Stored entries
--- START ---

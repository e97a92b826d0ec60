//! # Top-Level Lowering
//!
//! This module lowers the program's outer layer: extern prototypes, global
//! variables and arrays, and function definitions.
//!
//! ## Ordering
//!
//! Extern prototypes register first (handle only, no body), then the
//! top-level declarations lower in source order. Name resolution inside a
//! function body therefore sees every extern plus everything declared
//! above it, but nothing below; forward references between functions do
//! not resolve.
//!
//! ## Globals
//!
//! Global scalars and arrays emit zero-initialized module globals with
//! common linkage:
//!
//! ```llvm
//! @g = common global i32 0
//! @b = common global [10 x [10 x i32]] zeroinitializer
//! ```
//!
//! ## Functions
//!
//! A definition either creates a fresh module function or fills in the
//! body of a matching extern declaration. Each body lowers with fresh
//! per-function symbol tables; parameters are spilled to entry-block stack
//! slots so the body can treat them like any other variable.

use log::debug;

use crate::{
    ir::{IrType, Value},
    parser::ast::{Declaration, FunctionDeclaration, Parameter, Prototype, TypeName},
};

use super::{
    context::{ArrayInfo, CurrentFunction, FunctionInfo, ScalarSlot},
    Lower, LowerError, LowererContext,
};

/// IR-level parameter list of a prototype: arrays decay to opaque pointers.
fn ir_params(parameters: &[Parameter]) -> Vec<(String, IrType)> {
    parameters
        .iter()
        .map(|param| {
            let ty = if param.is_array() {
                IrType::Ptr
            } else {
                LowererContext::ir_type(param.type_name)
            };
            (param.name.clone(), ty)
        })
        .collect()
}

/// Whether a definition's parameter list is interchangeable with the
/// declared one. Scalar types must agree and arrays must stay arrays;
/// extents are not compared because they never reach the signature.
fn signatures_match(declared: &[Parameter], defined: &[Parameter]) -> bool {
    declared.len() == defined.len()
        && declared.iter().zip(defined).all(|(a, b)| {
            a.type_name == b.type_name && a.is_array() == b.is_array()
        })
}

/// Registers an extern prototype: a `declare` line in the module plus a
/// function-table entry, but no body.
///
/// The runtime (or a test driver) supplies the implementation at link
/// time, so only the handle and signature matter here. A name that is
/// already in the function table is a redefinition and is fatal.
///
/// # Errors
///
/// [`LowerError::RedefinedFunction`] when the name is already taken.
pub fn register_extern(
    prototype: &Prototype,
    ctx: &mut LowererContext,
) -> Result<(), LowerError> {
    if ctx.lookup_function(&prototype.name).is_some() {
        return Err(LowerError::RedefinedFunction {
            name: prototype.name.clone(),
            position: prototype.position,
        });
    }

    let id = ctx.builder.add_function(
        &prototype.name,
        LowererContext::ir_type(prototype.return_type),
        ir_params(&prototype.parameters),
        true,
    );

    ctx.register_function(
        &prototype.name,
        FunctionInfo {
            id,
            return_type: prototype.return_type,
            params: prototype.parameters.clone(),
            is_defined: false,
        },
    );

    debug!("registered extern prototype '{}'", prototype.name);

    Ok(())
}

impl Lower for Declaration {
    type Output = ();

    /// Lowers one top-level declaration.
    ///
    /// Globals only need a handle and a zero initializer; functions carry
    /// the real work and are handled by `FunctionDeclaration`'s lowering
    /// below. Global names share one namespace with functions, since both
    /// become module-level symbols.
    ///
    /// # Errors
    ///
    /// [`LowerError::DuplicateGlobal`] when the name is already a global
    /// or a function, plus anything function lowering reports.
    fn lower(&self, ctx: &mut LowererContext) -> Result<(), LowerError> {
        match self {
            Declaration::GlobalScalar {
                type_name,
                name,
                position,
            } => {
                if ctx.is_global_defined(name) || ctx.lookup_function(name).is_some() {
                    return Err(LowerError::DuplicateGlobal {
                        name: name.clone(),
                        position: *position,
                    });
                }

                let ty = LowererContext::ir_type(*type_name);
                let ptr = ctx.builder.add_global(name, ty);
                ctx.declare_global_scalar(
                    name,
                    ScalarSlot {
                        type_name: *type_name,
                        ptr,
                    },
                );
                Ok(())
            }
            Declaration::GlobalArray {
                element_type,
                name,
                dimensions,
                position,
            } => {
                if ctx.is_global_defined(name) || ctx.lookup_function(name).is_some() {
                    return Err(LowerError::DuplicateGlobal {
                        name: name.clone(),
                        position: *position,
                    });
                }

                let element = LowererContext::ir_type(*element_type);
                let aggregate = IrType::array_of(element, dimensions);
                let ptr = ctx.builder.add_global(name, aggregate);
                ctx.declare_global_array(
                    name,
                    ArrayInfo {
                        element_type: *element_type,
                        dimensions: dimensions.clone(),
                        ptr,
                    },
                );
                Ok(())
            }
            Declaration::Function(function) => function.lower(ctx),
        }
    }
}

impl Lower for FunctionDeclaration {
    type Output = ();

    /// Lowers one function definition.
    ///
    /// ## Symbol Handling
    ///
    /// Three cases on the function name:
    ///
    /// - already **defined**: fatal redefinition;
    /// - an **extern declaration**: the signatures must be interchangeable,
    ///   and the existing module handle turns into a definition, adopting
    ///   the defining occurrence's parameter names;
    /// - **fresh**: a new module function with external linkage.
    ///
    /// The function-table entry registers before the body lowers, so the
    /// body can call itself and recursion resolves.
    ///
    /// ## Parameter Materialization
    ///
    /// Every parameter is spilled into an entry-block stack slot:
    ///
    /// ```llvm
    /// define i32 @f(i32 %n, ptr %a) {
    /// entry:
    ///   %n.addr = alloca i32
    ///   %a.addr = alloca ptr
    ///   store i32 %n, ptr %n.addr
    ///   store ptr %a, ptr %a.addr
    ///   ...
    /// ```
    ///
    /// Scalar parameters enter the local-scalar table; array parameters
    /// enter the parameter-array table with their declared element type and
    /// dimensions, which later drives the linearized indexing.
    ///
    /// ## Implicit Return
    ///
    /// When the body falls off the end with the last block unterminated, a
    /// `ret void` or a `ret` of the typed zero value is appended, so every
    /// function ends properly no matter how its control flow was written.
    ///
    /// # Errors
    ///
    /// [`LowerError::RedefinedFunction`], [`LowerError::PrototypeMismatch`],
    /// [`LowerError::DuplicateGlobal`] on a name collision with a global,
    /// plus anything the body reports.
    fn lower(&self, ctx: &mut LowererContext) -> Result<(), LowerError> {
        let Prototype {
            return_type,
            name,
            parameters,
            position,
        } = &self.prototype;

        if ctx.is_global_defined(name) {
            return Err(LowerError::DuplicateGlobal {
                name: name.clone(),
                position: *position,
            });
        }

        let id = match ctx.lookup_function(name) {
            Some(info) if info.is_defined => {
                return Err(LowerError::RedefinedFunction {
                    name: name.clone(),
                    position: *position,
                });
            }
            Some(info) => {
                // a body for an earlier extern declaration
                if info.return_type != *return_type
                    || !signatures_match(&info.params, parameters)
                {
                    return Err(LowerError::PrototypeMismatch {
                        name: name.clone(),
                        position: *position,
                    });
                }
                let id = info.id;
                ctx.builder.set_function_defined(id, ir_params(parameters));
                id
            }
            None => ctx.builder.add_function(
                name,
                LowererContext::ir_type(*return_type),
                ir_params(parameters),
                false,
            ),
        };

        // visible from its own body, so recursion resolves
        ctx.register_function(
            name,
            FunctionInfo {
                id,
                return_type: *return_type,
                params: parameters.clone(),
                is_defined: true,
            },
        );

        debug!("lowering function '{name}'");

        ctx.begin_function(CurrentFunction {
            id,
            return_type: *return_type,
        });

        let entry = ctx.builder.append_basic_block(id, "entry");
        ctx.builder.position_at_end(entry);

        // every parameter is materialized into a stack slot; array
        // parameters store the incoming decayed pointer
        for (index, param) in parameters.iter().enumerate() {
            let incoming = ctx.builder.param_value(id, index);

            if param.is_array() {
                let slot = ctx.builder.build_entry_alloca(&param.name, &IrType::Ptr);
                ctx.builder.build_store(&incoming, &slot);
                ctx.declare_param_array(
                    &param.name,
                    ArrayInfo {
                        element_type: param.type_name,
                        dimensions: param.dimensions.clone(),
                        ptr: slot,
                    },
                );
            } else {
                let ty = LowererContext::ir_type(param.type_name);
                let slot = ctx.builder.build_entry_alloca(&param.name, &ty);
                ctx.builder.build_store(&incoming, &slot);
                ctx.declare_local_scalar(
                    &param.name,
                    ScalarSlot {
                        type_name: param.type_name,
                        ptr: slot,
                    },
                );
            }
        }

        self.body.lower(ctx)?;

        // fall off the end: void functions return, value functions yield zero
        if !ctx.builder.has_terminator() {
            if *return_type == TypeName::Void {
                ctx.builder.build_return(None);
            } else {
                let ty = LowererContext::ir_type(*return_type);
                let zero = Value::new(ty.null_value(), ty);
                ctx.builder.build_return(Some(&zero));
            }
        }

        Ok(())
    }
}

--- END ---

# Exercise description
Check each line of the records for the word "below" and extract those that contain it.

# Result of the task
//! above it, but nothing below; forward references between functions do
    /// below. Global names share one namespace with functions, since both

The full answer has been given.